Луи, понимая, что его бросили на прорыв, собрал зачатки агрессии и самообладания, оценил силы мистера Флеминга (причем неверно) – и был незамедлительно оконфужен выбранными мистером Флемингом работами Беллами[3], к которым он приложил весь вес и многогранность своего ума. Вскоре они уже затерялись на высотах Тиуанако. Дейрдре необдуманно попыталась упомянуть пирамиды, но мистер Флеминг мягко отмел их, как куличики, и продолжал излагать и развивать теории Беллами, демонстрируя благожелательную блистательность, в которой Луи еще недавно отказывал ему.

Лейла Толбэт принадлежала к тем женщинам, которые беседуют с мужчинами о себе, а с женщинами – о других людях. Когда же она не занималась ни тем, ни другим, она строго оценивала собственную внешность и гораздо менее строго – внешность других присутствующих женщин (в одиночестве она оставалась редко). Она понаблюдала за Джун и заметила, что та недостаточно опытна, аккуратна или богата, чтобы надеть свои лучшие чулки с длинным платьем; что она безрадостно и безуспешно колебалась между викторианскими и эдвардианскими фамильными драгоценностями и «бижутерией»; что у нее явные затруднения с прической и что она сбросила вес с тех пор, как купила палевое шелковое джерси, которое сейчас было на ней. А затем Лейла, пока ела суфле, повернулась, как всегда делала в таких случаях, к хозяйке дома. С миссис Флеминг она была знакома уже очень давно, и их дружба, ни в коей мере не близкая, не отягощенная ни соперничеством, ни интересом, вызванным симпатией, доставляла им тем не менее некоторое удовольствие как женщинам, знающим друг друга двадцать с лишним лет, при этом ни одна из сторон не разглашала мимолетных и вводящих в заблуждение подробностей своей частной жизни. Даже когда муж миссис Толбэт погиб в авиакатастрофе, она не призналась миссис Флеминг, насколько ей все равно и какое чувство вины в ней вызывает собственное равнодушие; но миссис Флеминг немногословно и изобретательно проявляла к ней в то время доброту, и она это помнила. Лейла держала свои догадки насчет жизни миссис Флеминг с мужем при себе – большего она не сделала бы ни для кого другого. Ей казалось, что миссис Флеминг пробуждает в ней лучшие чувства, и, хотя это означало ее нежелание видеться с миссис Флеминг слишком часто, ей нравилось, что ее принимают за сдержанную, незаинтересованную в частных делах, надежную особу, наделенную интеллектом в большей мере, чем на самом деле.
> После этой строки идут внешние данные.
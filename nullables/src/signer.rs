//! Deterministic signers and request-signing helpers.

use tessera_core::{TokenRequest, ValidationError};
use tessera_crypto::{generate_keypair, keypair_from_seed, sha256, sign_message, CryptoError};
use tessera_identity::{
    ClaimSignature, Encoding, HashFunction, HashInfo, HtlcSignature, IdentityError, Owner, Script,
};
use tessera_types::{Identity, KeyPair, Timestamp};

/// An Ed25519 key pair derived from a one-byte seed.
pub struct TestSigner {
    keypair: KeyPair,
}

impl TestSigner {
    pub fn from_seed(seed: u8) -> Self {
        Self {
            keypair: keypair_from_seed(&[seed; 32]),
        }
    }

    /// A signer with a fresh random key, unknown to any parameters.
    pub fn generate() -> Result<Self, CryptoError> {
        Ok(Self {
            keypair: generate_keypair()?,
        })
    }

    /// Raw key identity, as used for issuers and auditors.
    pub fn identity(&self) -> Identity {
        self.keypair.public.to_identity()
    }

    /// Plain typed owner identity.
    pub fn owner(&self) -> Result<Identity, IdentityError> {
        Owner::plain(&self.keypair.public)
    }

    pub fn sign(&self, message: &[u8]) -> Vec<u8> {
        sign_message(message, &self.keypair.private).to_vec()
    }

    /// Recipient's claim of an HTLC input.
    pub fn claim(&self, message: &[u8], preimage: &[u8]) -> Result<Vec<u8>, IdentityError> {
        let mut signed = message.to_vec();
        signed.extend_from_slice(preimage);
        HtlcSignature::Claim(ClaimSignature {
            recipient_signature: self.sign(&signed),
            preimage: preimage.to_vec(),
        })
        .to_bytes()
    }

    /// Sender's reclaim of an HTLC input.
    pub fn reclaim(&self, message: &[u8]) -> Result<Vec<u8>, IdentityError> {
        HtlcSignature::Reclaim(self.sign(message)).to_bytes()
    }
}

/// How one signature slot of a request is filled.
pub enum Signing<'a> {
    Plain(&'a TestSigner),
    Claim(&'a TestSigner, &'a [u8]),
    Reclaim(&'a TestSigner),
}

/// Sign `request` bound to `anchor`: auditors first, then `signers` in the
/// order the checks consume them.
pub fn sign_request(
    request: &mut TokenRequest,
    anchor: &str,
    auditors: &[&TestSigner],
    signers: &[Signing<'_>],
) -> Result<(), ValidationError> {
    let message = request.message_to_sign(anchor)?;
    let htlc_err = |e: IdentityError| ValidationError::MalformedRequest(e.to_string());
    request.auditor_signatures = auditors.iter().map(|a| a.sign(&message)).collect();
    request.signatures = signers
        .iter()
        .map(|s| match s {
            Signing::Plain(signer) => Ok(signer.sign(&message)),
            Signing::Claim(signer, preimage) => signer.claim(&message, preimage).map_err(htlc_err),
            Signing::Reclaim(signer) => signer.reclaim(&message).map_err(htlc_err),
        })
        .collect::<Result<_, _>>()?;
    Ok(())
}

/// An HTLC script over SHA-256 of `preimage`.
pub fn sha256_script(
    sender: &TestSigner,
    recipient: &TestSigner,
    preimage: &[u8],
    deadline: Timestamp,
) -> Result<Script, IdentityError> {
    Ok(Script {
        sender: sender.owner()?,
        recipient: recipient.owner()?,
        deadline,
        hash_info: HashInfo {
            hash: sha256(preimage).to_vec(),
            hash_func: HashFunction::Sha256,
            encoding: Encoding::None,
        },
    })
}

#[cfg(test)]
mod tests {
    use super::*;
    use tessera_identity::{Deserializer, TypedDeserializer, Verifier};

    #[test]
    fn signed_request_verifies_against_owner() {
        let alice = TestSigner::from_seed(1);
        let mut request = TokenRequest::default();
        request.issues.push(vec![1, 2, 3]);
        sign_request(&mut request, "tx1", &[], &[Signing::Plain(&alice)]).unwrap();

        let message = request.message_to_sign("tx1").unwrap();
        let verifier = TypedDeserializer::default()
            .owner_verifier(&alice.owner().unwrap())
            .unwrap();
        assert!(verifier.verify(&message, &request.signatures[0]).is_ok());
    }

    #[test]
    fn claim_verifies_through_script_owner() {
        let (alice, bob) = (TestSigner::from_seed(1), TestSigner::from_seed(2));
        let script = sha256_script(&alice, &bob, b"secret", Timestamp::new(10)).unwrap();
        let owner = Owner::Htlc(script).encode().unwrap();
        let verifier = TypedDeserializer::default().owner_verifier(&owner).unwrap();
        assert!(verifier
            .verify(b"m", &bob.claim(b"m", b"secret").unwrap())
            .is_ok());
        assert!(verifier.verify(b"m", &alice.reclaim(b"m").unwrap()).is_ok());
        assert!(verifier.verify(b"m", &bob.claim(b"m", b"wrong").unwrap()).is_err());
    }
}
Однако в тот момент она свойственным ей образом озаботилась внешностью подруги: ее волосами, по-прежнему темными и густыми, но уже продернутыми одиночными чисто-белыми ниточками, заметными даже сейчас, при свечах, – особенно бросающимися в глаза, по мнению Лейлы, потому что хозяйка носила волосы без пробора аккуратно собранными на затылке; ее кожей – гладкой, ровного оттенка пергамента; ее глазами, которые выглядели так, словно становились временами ярко-голубыми и выгорели до оттенка воды под каким-то яростным светом. Если не считать глаз, в ее чертах не было ничего примечательного, но их абсолютная правильность и соразмерность придавали ей отличие особого рода, приятную и редкую элегантность, вероятно в большей степени преобладающую и, во всяком случае, являющуюся предметом осознанных стремлений во времена Джейн Остин чаще, чем сейчас. Вот чем объясняется, заключила Лейла, ее загадочное отсутствие возраста: она просто-напросто принадлежит к другой эпохе… и теперь стремительно приближается к положению бабушки. К собственным троим детям, в равной мере непривлекательным, десяти, двенадцати и четырнадцати лет от роду Лейла относилась как к жуткой одежде массового производства и благодарила Бога хотя бы за то, что им еще далеко до того возраста, когда они, вероятнее всего, начнут досаждать ей внуками.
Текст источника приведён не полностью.